** INFORMATION **
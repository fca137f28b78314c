//! Ledger entry types.
//!
//! Every balance change appends exactly one immutable entry. Entries use the
//! spend-positive convention: `delta` is the number of credits spent, so a
//! grant or purchase is stored as a negative delta and
//! `balance_after = balance_before - delta`.

use chrono::{DateTime, Utc};
use serde::{Deserialize, Serialize};

use crate::{AccountCredits, AccountId, EntryId};

/// What caused a balance change.
#[derive(Debug, Clone, Copy, PartialEq, Eq, Hash, Serialize, Deserialize)]
#[serde(rename_all = "snake_case")]
pub enum LedgerAction {
    /// First-use materialization of an account, net of the spend that
    /// triggered it.
    InitialGrant,

    /// Credits consumed by a paid action.
    Spend,

    /// Credits bought through the payment provider.
    Purchase,

    /// Credits granted by an operator.
    AdminGrant,

    /// Free replenishment after the cooldown window.
    MonthlyGrant,
}

impl LedgerAction {
    /// Stable wire name of the action.
    #[must_use]
    pub const fn as_str(&self) -> &'static str {
        match self {
            Self::InitialGrant => "initial_grant",
            Self::Spend => "spend",
            Self::Purchase => "purchase",
            Self::AdminGrant => "admin_grant",
            Self::MonthlyGrant => "monthly_grant",
        }
    }
}

/// Out-of-band credit sources accepted by the credit mutator.
#[derive(Debug, Clone, Copy, PartialEq, Eq, Serialize, Deserialize)]
#[serde(rename_all = "snake_case")]
pub enum CreditKind {
    /// A confirmed payment.
    Purchase,
    /// An operator grant.
    AdminGrant,
}

impl From<CreditKind> for LedgerAction {
    fn from(kind: CreditKind) -> Self {
        match kind {
            CreditKind::Purchase => Self::Purchase,
            CreditKind::AdminGrant => Self::AdminGrant,
        }
    }
}

/// One immutable record of a balance change.
#[derive(Debug, Clone, PartialEq, Eq, Serialize, Deserialize)]
pub struct LedgerEntry {
    /// Unique entry ID.
    pub id: EntryId,

    /// The account whose balance changed.
    pub account_id: AccountId,

    /// 1-based position in the account's log.
    pub sequence: u64,

    /// What caused the change.
    pub action: LedgerAction,

    /// Credits spent (negative when credits were added).
    pub delta: i64,

    /// Balance left behind by this entry.
    pub balance_after: i64,

    /// Payment reference for purchase deduplication.
    #[serde(default, skip_serializing_if = "Option::is_none")]
    pub reference: Option<String>,

    /// When the entry was written.
    pub created_at: DateTime<Utc>,
}

impl LedgerEntry {
    /// Build the entry that accompanies a new revision of `record`.
    ///
    /// `record` is the account state *after* the change; the entry takes its
    /// sequence from the record revision.
    #[must_use]
    pub fn for_record(
        record: &AccountCredits,
        action: LedgerAction,
        delta: i64,
        created_at: DateTime<Utc>,
    ) -> Self {
        Self {
            id: EntryId::generate(),
            account_id: record.account_id.clone(),
            sequence: record.revision,
            action,
            delta,
            balance_after: record.balance,
            reference: None,
            created_at,
        }
    }

    /// Attach a payment reference.
    #[must_use]
    pub fn with_reference(mut self, reference: Option<String>) -> Self {
        self.reference = reference;
        self
    }

    /// The signed change this entry applied to the balance.
    #[must_use]
    pub const fn balance_change(&self) -> i64 {
        -self.delta
    }
}

/// Replay entries from zero and return the resulting balance.
#[must_use]
pub fn replay<'a>(entries: impl IntoIterator<Item = &'a LedgerEntry>) -> i64 {
    entries.into_iter().map(LedgerEntry::balance_change).sum()
}

/// Result of comparing an account's balance to its replayed log.
#[derive(Debug, Clone, PartialEq, Eq, Serialize, Deserialize)]
pub struct Reconciliation {
    /// The account checked.
    pub account_id: AccountId,
    /// Balance stored on the record.
    pub recorded_balance: i64,
    /// Balance obtained by replaying the log from zero.
    pub replayed_balance: i64,
    /// Number of entries replayed.
    pub entry_count: usize,
    /// Whether the entry sequences are gapless and match the record revision.
    pub sequence_intact: bool,
}

impl Reconciliation {
    /// Reconcile a record against its chronologically ordered entries.
    #[must_use]
    pub fn check(record: &AccountCredits, entries: &[LedgerEntry]) -> Self {
        let sequence_intact = entries
            .iter()
            .zip(1u64..)
            .all(|(entry, expected)| entry.sequence == expected)
            && entries.len() as u64 == record.revision;

        Self {
            account_id: record.account_id.clone(),
            recorded_balance: record.balance,
            replayed_balance: replay(entries),
            entry_count: entries.len(),
            sequence_intact,
        }
    }

    /// Whether the log fully explains the balance.
    #[must_use]
    pub fn is_consistent(&self) -> bool {
        self.sequence_intact && self.recorded_balance == self.replayed_balance
    }
}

** ACTIVITY **
Each line of the material that contains the string "Deserialize" has to be copied out.

** ANSWER AREA **
use serde::{Deserialize, Serialize};
#[derive(Debug, Clone, Copy, PartialEq, Eq, Hash, Serialize, Deserialize)]
#[derive(Debug, Clone, Copy, PartialEq, Eq, Serialize, Deserialize)]
#[derive(Debug, Clone, PartialEq, Eq, Serialize, Deserialize)]
#[derive(Debug, Clone, PartialEq, Eq, Serialize, Deserialize)]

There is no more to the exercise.